**Description of the task**
Scan the data below for lines holding the word "edges", and copy each line found.

==================================================

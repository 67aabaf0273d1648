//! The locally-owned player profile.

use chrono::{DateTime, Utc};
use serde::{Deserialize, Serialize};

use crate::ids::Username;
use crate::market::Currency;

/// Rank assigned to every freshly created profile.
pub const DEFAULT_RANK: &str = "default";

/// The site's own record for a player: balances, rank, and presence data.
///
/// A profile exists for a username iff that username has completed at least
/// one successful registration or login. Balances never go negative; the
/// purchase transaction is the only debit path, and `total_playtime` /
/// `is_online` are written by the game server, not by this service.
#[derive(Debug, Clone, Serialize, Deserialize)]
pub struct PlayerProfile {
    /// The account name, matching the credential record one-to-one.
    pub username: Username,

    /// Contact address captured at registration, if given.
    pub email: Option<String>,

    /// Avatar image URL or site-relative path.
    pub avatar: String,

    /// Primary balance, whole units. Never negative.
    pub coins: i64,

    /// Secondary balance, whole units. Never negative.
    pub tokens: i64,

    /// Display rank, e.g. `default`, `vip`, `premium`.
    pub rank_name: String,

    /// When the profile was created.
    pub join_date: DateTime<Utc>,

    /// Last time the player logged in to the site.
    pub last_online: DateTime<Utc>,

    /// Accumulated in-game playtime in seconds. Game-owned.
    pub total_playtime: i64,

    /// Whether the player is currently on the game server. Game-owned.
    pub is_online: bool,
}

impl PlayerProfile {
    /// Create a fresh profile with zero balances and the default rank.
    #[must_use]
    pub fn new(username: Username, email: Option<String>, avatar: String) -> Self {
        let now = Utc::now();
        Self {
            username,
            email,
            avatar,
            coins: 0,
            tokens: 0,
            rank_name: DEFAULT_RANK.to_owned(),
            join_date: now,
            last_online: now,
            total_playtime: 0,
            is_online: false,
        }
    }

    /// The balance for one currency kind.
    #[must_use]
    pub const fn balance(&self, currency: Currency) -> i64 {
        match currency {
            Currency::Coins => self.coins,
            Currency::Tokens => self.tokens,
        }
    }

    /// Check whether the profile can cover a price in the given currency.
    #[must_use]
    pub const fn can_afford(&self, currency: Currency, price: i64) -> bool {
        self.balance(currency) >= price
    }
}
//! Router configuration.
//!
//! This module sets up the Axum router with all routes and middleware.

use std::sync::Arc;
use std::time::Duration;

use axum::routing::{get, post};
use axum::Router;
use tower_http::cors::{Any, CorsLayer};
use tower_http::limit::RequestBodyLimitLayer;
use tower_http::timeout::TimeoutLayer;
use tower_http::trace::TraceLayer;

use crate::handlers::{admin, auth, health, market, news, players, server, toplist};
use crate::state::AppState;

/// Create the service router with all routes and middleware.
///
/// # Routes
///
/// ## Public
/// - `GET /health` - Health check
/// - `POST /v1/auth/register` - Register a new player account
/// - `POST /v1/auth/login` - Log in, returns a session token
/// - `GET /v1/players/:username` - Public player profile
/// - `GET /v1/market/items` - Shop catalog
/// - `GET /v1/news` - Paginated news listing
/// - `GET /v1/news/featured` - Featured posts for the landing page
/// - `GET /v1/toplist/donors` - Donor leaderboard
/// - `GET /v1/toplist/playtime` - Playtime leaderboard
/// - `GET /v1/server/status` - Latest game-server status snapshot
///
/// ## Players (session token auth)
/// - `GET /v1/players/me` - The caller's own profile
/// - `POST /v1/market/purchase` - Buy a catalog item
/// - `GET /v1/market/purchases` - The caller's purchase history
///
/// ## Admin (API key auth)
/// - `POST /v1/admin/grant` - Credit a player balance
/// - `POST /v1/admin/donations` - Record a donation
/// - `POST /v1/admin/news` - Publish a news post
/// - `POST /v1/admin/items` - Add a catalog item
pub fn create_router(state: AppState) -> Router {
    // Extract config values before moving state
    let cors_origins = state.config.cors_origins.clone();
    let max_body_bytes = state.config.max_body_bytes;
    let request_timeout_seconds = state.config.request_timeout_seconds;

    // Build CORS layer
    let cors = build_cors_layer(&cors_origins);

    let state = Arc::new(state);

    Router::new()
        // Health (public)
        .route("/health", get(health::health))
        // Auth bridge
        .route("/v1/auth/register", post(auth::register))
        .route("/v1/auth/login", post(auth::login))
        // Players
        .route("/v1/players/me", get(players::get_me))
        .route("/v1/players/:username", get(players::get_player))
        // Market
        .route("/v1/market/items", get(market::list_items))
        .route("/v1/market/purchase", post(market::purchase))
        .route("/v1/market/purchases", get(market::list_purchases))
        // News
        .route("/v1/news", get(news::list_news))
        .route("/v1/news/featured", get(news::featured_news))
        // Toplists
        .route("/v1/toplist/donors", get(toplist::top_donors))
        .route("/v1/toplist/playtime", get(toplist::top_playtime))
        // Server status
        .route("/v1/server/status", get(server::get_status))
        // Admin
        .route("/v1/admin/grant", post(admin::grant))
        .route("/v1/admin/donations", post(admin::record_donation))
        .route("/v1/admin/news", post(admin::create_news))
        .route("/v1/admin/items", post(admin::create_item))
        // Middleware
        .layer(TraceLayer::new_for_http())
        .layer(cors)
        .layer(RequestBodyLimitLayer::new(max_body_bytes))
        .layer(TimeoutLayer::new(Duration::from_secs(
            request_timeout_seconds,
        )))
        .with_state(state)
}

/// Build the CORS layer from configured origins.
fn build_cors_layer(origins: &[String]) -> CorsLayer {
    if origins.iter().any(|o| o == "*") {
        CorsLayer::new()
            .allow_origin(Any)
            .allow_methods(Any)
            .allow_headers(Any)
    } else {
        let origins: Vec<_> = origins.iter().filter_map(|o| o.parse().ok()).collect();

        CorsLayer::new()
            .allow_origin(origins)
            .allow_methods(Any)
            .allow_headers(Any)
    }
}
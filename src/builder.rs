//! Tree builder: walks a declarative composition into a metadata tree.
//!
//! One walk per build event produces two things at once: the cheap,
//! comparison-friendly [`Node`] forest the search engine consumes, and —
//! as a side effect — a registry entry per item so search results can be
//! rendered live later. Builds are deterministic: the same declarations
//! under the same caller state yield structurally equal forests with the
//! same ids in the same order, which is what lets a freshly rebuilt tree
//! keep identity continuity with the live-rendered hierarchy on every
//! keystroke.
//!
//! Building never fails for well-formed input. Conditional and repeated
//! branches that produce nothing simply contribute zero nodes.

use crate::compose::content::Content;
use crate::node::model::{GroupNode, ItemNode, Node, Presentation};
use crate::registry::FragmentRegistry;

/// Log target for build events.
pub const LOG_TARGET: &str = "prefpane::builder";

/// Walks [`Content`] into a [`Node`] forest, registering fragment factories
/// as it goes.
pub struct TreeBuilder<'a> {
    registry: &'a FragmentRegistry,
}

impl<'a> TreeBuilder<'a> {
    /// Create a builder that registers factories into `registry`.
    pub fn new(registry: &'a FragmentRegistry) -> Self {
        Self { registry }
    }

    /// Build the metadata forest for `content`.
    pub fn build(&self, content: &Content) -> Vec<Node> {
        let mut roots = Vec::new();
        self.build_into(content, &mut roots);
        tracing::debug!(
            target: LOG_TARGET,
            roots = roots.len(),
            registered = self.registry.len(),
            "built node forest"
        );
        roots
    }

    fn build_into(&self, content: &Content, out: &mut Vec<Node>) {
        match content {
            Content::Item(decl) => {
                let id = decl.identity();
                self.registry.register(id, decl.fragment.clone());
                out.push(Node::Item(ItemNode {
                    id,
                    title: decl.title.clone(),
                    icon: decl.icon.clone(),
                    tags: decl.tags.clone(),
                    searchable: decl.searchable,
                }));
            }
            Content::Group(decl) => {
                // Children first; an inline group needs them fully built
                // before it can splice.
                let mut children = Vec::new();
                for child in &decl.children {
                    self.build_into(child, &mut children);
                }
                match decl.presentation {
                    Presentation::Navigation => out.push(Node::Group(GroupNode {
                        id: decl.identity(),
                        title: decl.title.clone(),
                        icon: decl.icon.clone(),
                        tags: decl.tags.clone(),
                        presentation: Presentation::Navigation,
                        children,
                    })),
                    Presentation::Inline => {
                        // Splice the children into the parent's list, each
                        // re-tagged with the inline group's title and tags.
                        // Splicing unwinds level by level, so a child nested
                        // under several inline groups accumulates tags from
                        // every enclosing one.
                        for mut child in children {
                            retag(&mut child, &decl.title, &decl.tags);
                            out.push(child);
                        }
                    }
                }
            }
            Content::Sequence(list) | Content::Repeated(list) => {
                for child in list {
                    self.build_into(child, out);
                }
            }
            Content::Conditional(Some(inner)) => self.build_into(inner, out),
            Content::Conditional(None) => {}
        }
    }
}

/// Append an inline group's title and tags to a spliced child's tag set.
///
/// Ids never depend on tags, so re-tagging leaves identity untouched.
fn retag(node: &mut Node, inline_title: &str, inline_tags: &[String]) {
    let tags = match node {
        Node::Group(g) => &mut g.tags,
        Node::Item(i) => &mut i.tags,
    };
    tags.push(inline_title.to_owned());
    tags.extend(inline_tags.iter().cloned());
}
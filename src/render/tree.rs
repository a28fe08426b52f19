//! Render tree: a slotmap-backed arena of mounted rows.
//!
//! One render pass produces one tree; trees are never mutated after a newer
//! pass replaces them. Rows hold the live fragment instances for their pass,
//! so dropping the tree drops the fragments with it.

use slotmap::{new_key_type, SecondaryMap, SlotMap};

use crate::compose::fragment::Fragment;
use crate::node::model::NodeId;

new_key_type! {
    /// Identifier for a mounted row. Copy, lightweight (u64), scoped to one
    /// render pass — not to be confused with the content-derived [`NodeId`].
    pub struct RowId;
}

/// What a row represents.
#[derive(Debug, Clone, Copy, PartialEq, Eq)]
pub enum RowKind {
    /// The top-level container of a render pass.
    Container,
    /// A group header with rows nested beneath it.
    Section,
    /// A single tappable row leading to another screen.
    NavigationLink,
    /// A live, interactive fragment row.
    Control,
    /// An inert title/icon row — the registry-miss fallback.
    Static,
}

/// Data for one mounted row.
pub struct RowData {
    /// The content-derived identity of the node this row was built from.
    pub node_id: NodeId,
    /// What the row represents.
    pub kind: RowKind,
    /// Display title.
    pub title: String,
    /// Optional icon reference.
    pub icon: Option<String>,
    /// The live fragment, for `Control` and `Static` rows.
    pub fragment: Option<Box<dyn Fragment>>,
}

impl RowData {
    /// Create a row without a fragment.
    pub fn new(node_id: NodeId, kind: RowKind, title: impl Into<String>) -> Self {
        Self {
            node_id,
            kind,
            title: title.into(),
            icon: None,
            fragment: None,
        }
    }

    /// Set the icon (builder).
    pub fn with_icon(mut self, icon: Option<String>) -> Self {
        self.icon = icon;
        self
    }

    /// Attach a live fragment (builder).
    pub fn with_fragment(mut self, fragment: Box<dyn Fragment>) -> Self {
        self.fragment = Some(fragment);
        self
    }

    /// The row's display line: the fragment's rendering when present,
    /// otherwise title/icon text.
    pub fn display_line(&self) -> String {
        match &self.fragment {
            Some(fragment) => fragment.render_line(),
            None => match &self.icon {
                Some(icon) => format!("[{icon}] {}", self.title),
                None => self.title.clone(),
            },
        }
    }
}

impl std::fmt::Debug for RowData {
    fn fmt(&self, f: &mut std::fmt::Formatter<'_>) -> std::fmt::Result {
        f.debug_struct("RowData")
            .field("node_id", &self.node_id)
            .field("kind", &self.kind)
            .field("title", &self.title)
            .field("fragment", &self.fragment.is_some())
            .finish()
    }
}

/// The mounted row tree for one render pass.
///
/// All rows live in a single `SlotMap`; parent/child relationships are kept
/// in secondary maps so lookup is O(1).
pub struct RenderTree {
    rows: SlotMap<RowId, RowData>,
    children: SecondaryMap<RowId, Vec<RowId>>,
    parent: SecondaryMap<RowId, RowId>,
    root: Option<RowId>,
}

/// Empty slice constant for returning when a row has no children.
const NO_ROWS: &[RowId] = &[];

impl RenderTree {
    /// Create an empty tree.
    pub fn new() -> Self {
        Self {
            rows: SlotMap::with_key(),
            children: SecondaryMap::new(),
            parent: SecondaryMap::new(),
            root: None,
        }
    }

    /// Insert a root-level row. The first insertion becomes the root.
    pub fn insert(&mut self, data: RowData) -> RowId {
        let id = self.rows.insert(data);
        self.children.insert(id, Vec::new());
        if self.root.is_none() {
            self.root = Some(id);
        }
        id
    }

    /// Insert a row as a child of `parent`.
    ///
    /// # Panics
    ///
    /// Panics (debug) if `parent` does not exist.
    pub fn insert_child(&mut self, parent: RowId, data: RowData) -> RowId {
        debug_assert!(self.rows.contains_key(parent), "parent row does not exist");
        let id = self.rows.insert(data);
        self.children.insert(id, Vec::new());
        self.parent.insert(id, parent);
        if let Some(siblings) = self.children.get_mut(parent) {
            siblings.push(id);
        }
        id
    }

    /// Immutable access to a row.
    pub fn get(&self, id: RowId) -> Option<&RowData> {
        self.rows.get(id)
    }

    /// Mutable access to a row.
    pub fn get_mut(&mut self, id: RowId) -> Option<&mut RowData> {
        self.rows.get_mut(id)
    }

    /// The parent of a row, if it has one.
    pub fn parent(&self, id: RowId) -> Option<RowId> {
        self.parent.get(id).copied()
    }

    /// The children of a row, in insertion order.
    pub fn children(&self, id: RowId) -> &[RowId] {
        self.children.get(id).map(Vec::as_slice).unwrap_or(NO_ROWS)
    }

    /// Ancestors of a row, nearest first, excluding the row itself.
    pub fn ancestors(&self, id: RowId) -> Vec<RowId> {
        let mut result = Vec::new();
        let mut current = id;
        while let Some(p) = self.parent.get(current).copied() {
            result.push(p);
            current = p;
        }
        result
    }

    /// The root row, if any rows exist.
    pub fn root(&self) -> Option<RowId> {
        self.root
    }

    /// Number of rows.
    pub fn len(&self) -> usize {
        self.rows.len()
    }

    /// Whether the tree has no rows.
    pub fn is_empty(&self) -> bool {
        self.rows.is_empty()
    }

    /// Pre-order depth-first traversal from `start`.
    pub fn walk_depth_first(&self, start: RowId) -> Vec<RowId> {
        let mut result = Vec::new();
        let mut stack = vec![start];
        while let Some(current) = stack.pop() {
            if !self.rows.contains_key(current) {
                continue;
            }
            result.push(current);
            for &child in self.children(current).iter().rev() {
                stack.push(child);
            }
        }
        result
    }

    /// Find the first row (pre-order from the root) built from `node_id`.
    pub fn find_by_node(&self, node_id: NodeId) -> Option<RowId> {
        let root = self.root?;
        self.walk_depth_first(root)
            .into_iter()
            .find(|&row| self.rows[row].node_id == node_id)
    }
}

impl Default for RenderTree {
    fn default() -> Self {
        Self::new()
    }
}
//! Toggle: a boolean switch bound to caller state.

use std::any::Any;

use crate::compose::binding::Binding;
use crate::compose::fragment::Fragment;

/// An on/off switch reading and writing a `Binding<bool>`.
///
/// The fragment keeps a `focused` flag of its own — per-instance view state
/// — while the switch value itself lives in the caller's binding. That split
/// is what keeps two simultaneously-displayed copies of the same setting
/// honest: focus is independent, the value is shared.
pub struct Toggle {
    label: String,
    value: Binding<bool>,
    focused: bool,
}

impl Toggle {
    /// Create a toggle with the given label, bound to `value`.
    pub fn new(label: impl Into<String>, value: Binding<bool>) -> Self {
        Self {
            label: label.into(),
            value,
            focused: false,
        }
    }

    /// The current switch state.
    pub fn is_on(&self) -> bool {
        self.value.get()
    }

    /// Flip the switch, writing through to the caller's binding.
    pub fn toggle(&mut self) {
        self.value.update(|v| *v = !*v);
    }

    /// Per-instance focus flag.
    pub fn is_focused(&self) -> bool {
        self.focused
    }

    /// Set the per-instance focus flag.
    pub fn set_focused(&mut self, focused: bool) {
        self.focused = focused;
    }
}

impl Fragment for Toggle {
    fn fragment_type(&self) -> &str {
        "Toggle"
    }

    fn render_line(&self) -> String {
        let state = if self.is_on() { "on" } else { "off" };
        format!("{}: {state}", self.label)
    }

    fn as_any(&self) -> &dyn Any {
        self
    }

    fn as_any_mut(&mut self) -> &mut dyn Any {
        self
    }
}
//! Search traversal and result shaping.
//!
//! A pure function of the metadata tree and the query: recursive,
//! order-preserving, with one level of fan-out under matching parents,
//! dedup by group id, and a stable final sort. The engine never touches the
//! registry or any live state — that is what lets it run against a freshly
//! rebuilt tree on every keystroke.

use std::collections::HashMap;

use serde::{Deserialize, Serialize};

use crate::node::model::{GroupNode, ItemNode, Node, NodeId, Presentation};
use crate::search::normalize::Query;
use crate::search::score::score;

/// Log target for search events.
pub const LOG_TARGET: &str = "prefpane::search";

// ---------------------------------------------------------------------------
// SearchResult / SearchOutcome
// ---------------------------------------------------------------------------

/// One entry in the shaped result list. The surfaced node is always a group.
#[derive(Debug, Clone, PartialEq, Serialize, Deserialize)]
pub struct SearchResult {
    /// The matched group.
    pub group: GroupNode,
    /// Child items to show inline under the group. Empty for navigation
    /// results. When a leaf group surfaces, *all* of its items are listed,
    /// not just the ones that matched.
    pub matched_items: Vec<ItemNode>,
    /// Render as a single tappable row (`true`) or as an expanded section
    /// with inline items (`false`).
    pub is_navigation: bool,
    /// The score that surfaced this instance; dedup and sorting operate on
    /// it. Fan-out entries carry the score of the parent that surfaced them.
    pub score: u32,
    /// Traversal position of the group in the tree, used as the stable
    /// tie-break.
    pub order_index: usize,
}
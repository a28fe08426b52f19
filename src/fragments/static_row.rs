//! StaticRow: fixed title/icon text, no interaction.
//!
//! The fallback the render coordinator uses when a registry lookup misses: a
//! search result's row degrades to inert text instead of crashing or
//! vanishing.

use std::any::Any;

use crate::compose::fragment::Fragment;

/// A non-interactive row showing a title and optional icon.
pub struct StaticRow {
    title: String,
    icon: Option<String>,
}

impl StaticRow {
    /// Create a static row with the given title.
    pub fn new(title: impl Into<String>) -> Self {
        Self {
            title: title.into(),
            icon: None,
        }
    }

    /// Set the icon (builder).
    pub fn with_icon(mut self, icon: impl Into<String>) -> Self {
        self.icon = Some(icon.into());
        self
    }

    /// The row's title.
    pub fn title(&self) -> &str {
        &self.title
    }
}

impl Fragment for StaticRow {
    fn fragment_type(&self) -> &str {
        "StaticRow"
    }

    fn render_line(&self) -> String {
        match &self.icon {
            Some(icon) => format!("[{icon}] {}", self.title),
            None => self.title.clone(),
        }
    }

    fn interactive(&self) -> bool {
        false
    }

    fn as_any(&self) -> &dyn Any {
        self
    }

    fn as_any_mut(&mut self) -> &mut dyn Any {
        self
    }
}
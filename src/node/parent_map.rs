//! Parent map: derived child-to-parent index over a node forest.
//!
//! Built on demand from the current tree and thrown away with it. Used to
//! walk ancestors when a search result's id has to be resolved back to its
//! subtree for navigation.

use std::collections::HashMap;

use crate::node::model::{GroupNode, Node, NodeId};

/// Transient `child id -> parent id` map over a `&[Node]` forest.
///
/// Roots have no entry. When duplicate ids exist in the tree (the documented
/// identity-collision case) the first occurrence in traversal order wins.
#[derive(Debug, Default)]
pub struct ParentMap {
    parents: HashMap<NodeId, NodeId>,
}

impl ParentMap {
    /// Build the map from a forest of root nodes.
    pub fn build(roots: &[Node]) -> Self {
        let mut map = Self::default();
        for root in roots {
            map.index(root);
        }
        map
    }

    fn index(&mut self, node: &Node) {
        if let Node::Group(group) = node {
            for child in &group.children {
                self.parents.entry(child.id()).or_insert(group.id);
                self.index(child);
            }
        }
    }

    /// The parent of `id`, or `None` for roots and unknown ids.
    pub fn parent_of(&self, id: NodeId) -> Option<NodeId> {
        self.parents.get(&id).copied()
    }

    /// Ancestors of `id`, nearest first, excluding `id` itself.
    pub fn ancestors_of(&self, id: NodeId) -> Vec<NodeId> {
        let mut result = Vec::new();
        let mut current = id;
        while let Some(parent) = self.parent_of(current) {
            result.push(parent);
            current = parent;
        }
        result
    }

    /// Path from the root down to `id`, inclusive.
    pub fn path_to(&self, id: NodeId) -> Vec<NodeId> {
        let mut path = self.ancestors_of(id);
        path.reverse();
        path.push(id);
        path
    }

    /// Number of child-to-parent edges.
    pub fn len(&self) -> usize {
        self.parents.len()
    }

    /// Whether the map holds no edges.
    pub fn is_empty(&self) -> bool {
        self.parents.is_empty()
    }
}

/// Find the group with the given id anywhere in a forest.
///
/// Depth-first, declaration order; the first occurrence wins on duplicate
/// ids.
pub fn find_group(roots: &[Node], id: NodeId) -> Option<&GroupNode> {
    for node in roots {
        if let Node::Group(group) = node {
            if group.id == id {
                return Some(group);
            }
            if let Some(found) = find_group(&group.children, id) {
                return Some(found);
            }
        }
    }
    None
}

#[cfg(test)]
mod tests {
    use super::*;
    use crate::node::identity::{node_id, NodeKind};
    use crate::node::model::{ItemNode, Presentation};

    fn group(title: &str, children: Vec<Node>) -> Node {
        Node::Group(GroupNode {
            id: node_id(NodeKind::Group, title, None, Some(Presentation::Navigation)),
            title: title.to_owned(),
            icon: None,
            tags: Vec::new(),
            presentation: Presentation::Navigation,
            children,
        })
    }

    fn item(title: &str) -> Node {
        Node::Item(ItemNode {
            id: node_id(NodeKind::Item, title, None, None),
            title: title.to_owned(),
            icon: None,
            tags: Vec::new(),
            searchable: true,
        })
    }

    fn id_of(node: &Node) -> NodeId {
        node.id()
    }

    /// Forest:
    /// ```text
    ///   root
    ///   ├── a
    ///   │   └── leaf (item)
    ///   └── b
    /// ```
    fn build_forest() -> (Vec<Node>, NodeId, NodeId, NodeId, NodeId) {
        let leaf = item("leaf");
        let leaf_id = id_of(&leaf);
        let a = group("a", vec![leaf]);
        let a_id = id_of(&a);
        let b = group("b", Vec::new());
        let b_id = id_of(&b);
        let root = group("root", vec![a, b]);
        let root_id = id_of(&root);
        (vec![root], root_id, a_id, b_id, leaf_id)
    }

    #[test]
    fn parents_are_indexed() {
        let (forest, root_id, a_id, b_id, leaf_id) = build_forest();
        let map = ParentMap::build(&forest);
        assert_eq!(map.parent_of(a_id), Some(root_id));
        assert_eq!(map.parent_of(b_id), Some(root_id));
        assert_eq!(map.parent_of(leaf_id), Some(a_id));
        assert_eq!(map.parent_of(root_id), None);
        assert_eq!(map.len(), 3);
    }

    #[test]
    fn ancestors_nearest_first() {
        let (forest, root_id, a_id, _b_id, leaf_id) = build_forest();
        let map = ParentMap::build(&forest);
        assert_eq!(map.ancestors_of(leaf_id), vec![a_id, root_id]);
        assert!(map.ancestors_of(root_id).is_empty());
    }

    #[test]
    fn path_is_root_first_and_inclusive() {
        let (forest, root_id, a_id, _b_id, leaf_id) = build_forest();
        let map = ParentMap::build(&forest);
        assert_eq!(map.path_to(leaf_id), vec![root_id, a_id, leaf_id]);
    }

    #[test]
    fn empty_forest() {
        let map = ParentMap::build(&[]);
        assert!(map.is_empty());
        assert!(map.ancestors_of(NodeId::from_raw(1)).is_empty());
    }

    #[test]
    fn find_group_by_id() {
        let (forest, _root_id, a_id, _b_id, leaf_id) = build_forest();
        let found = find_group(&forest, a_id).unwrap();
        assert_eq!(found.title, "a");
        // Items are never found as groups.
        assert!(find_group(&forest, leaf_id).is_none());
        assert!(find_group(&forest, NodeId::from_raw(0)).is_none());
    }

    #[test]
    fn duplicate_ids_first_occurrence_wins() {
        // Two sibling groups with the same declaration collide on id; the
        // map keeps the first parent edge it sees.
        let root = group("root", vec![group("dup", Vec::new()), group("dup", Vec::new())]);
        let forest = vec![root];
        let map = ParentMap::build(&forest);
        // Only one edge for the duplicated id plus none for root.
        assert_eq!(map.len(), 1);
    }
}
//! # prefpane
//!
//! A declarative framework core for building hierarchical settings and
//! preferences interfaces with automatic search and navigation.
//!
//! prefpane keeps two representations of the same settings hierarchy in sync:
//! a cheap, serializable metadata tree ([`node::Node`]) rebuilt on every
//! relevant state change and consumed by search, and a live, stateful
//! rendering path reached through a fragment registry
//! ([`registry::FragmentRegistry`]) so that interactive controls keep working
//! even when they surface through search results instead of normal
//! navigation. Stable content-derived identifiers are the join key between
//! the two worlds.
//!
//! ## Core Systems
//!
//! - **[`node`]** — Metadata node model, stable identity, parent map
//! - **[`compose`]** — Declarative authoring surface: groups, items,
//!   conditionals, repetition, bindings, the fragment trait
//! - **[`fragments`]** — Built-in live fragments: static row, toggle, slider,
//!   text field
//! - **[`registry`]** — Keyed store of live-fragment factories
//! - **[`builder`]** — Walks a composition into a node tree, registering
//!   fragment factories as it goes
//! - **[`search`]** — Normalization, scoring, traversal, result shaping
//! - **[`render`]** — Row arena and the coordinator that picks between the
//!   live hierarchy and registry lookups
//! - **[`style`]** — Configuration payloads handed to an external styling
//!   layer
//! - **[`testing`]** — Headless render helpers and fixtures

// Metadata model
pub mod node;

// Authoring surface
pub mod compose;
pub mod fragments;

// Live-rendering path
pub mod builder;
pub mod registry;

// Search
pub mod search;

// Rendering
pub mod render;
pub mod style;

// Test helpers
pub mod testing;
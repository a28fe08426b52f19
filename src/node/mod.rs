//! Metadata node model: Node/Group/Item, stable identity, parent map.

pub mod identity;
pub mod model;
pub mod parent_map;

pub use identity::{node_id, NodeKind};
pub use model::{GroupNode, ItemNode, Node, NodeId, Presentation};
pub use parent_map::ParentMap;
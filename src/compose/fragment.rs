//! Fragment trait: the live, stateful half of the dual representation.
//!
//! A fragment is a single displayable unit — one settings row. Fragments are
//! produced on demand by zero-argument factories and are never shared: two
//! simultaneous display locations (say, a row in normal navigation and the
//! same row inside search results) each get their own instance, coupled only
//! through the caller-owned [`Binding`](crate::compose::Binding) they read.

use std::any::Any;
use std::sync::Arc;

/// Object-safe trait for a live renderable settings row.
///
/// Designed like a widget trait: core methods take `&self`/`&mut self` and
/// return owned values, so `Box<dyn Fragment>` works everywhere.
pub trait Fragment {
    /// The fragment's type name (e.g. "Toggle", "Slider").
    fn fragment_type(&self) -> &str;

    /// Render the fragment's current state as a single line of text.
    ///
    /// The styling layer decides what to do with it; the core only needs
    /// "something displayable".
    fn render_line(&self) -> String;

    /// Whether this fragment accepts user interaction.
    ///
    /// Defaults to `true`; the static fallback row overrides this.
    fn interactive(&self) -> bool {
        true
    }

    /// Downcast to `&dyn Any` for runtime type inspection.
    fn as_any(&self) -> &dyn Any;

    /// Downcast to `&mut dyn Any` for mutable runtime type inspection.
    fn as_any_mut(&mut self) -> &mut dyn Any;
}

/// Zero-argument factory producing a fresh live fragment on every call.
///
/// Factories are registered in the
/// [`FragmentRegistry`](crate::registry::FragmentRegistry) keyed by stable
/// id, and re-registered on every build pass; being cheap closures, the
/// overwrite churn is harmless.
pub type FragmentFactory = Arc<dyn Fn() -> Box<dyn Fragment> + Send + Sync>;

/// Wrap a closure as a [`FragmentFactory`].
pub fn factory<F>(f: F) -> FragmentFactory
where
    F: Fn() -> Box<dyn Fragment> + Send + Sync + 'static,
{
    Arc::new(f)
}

==================================================

**Answer for the task**
    /// Number of child-to-parent edges.
    /// Whether the map holds no edges.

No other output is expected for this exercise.